Could you copy every record exactly as it appears?
----- RECORDS SUPPLIED -----
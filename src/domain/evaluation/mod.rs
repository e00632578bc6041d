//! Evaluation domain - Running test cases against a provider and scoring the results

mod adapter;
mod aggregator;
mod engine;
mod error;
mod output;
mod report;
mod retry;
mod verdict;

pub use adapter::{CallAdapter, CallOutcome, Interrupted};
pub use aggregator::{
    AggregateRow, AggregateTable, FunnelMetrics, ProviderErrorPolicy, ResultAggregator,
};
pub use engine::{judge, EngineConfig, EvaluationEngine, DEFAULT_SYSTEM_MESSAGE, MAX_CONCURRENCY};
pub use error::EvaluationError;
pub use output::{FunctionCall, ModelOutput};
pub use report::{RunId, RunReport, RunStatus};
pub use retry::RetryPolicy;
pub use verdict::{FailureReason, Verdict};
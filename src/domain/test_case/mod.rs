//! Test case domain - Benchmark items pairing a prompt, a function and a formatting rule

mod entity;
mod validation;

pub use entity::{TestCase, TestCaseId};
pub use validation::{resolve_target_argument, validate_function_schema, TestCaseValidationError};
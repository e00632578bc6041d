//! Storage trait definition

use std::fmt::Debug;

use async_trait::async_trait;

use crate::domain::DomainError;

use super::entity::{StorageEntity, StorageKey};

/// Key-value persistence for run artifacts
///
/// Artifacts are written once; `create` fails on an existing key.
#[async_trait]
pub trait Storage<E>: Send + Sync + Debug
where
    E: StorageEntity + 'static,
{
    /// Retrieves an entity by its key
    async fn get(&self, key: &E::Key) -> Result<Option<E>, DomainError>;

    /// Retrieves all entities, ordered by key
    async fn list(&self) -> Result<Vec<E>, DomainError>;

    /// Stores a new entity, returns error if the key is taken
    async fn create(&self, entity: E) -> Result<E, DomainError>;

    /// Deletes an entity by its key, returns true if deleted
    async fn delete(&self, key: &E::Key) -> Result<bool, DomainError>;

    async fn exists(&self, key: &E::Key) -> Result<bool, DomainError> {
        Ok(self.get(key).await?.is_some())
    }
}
-----
■ SOLUTION TO THIS EXERCISE:
filename src/domain/evaluation/mod.rs
repository e00632578bc6041d
//! Evaluation domain - Running test cases against a provider and scoring the results

mod adapter;
mod aggregator;
mod engine;
mod error;
mod output;
mod report;
mod retry;
mod verdict;

pub use adapter::{CallAdapter, CallOutcome, Interrupted};
pub use aggregator::{
    AggregateRow, AggregateTable, FunnelMetrics, ProviderErrorPolicy, ResultAggregator,
};
pub use engine::{judge, EngineConfig, EvaluationEngine, DEFAULT_SYSTEM_MESSAGE, MAX_CONCURRENCY};
pub use error::EvaluationError;
pub use output::{FunctionCall, ModelOutput};
pub use report::{RunId, RunReport, RunStatus};
pub use retry::RetryPolicy;
pub use verdict::{FailureReason, Verdict};
filename src/domain/test_case/mod.rs
//! Test case domain - Benchmark items pairing a prompt, a function and a formatting rule

mod entity;
mod validation;

pub use entity::{TestCase, TestCaseId};
pub use validation::{resolve_target_argument, validate_function_schema, TestCaseValidationError};
repository e00632578bc6041d
//! Storage trait definition

use std::fmt::Debug;

use async_trait::async_trait;

use crate::domain::DomainError;

use super::entity::{StorageEntity, StorageKey};

/// Key-value persistence for run artifacts
///
/// Artifacts are written once; `create` fails on an existing key.
#[async_trait]
pub trait Storage<E>: Send + Sync + Debug
where
    E: StorageEntity + 'static,
{
    /// Retrieves an entity by its key
    async fn get(&self, key: &E::Key) -> Result<Option<E>, DomainError>;

    /// Retrieves all entities, ordered by key
    async fn list(&self) -> Result<Vec<E>, DomainError>;

    /// Stores a new entity, returns error if the key is taken
    async fn create(&self, entity: E) -> Result<E, DomainError>;

    /// Deletes an entity by its key, returns true if deleted
    async fn delete(&self, key: &E::Key) -> Result<bool, DomainError>;

    async fn exists(&self, key: &E::Key) -> Result<bool, DomainError> {
        Ok(self.get(key).await?.is_some())
    }
}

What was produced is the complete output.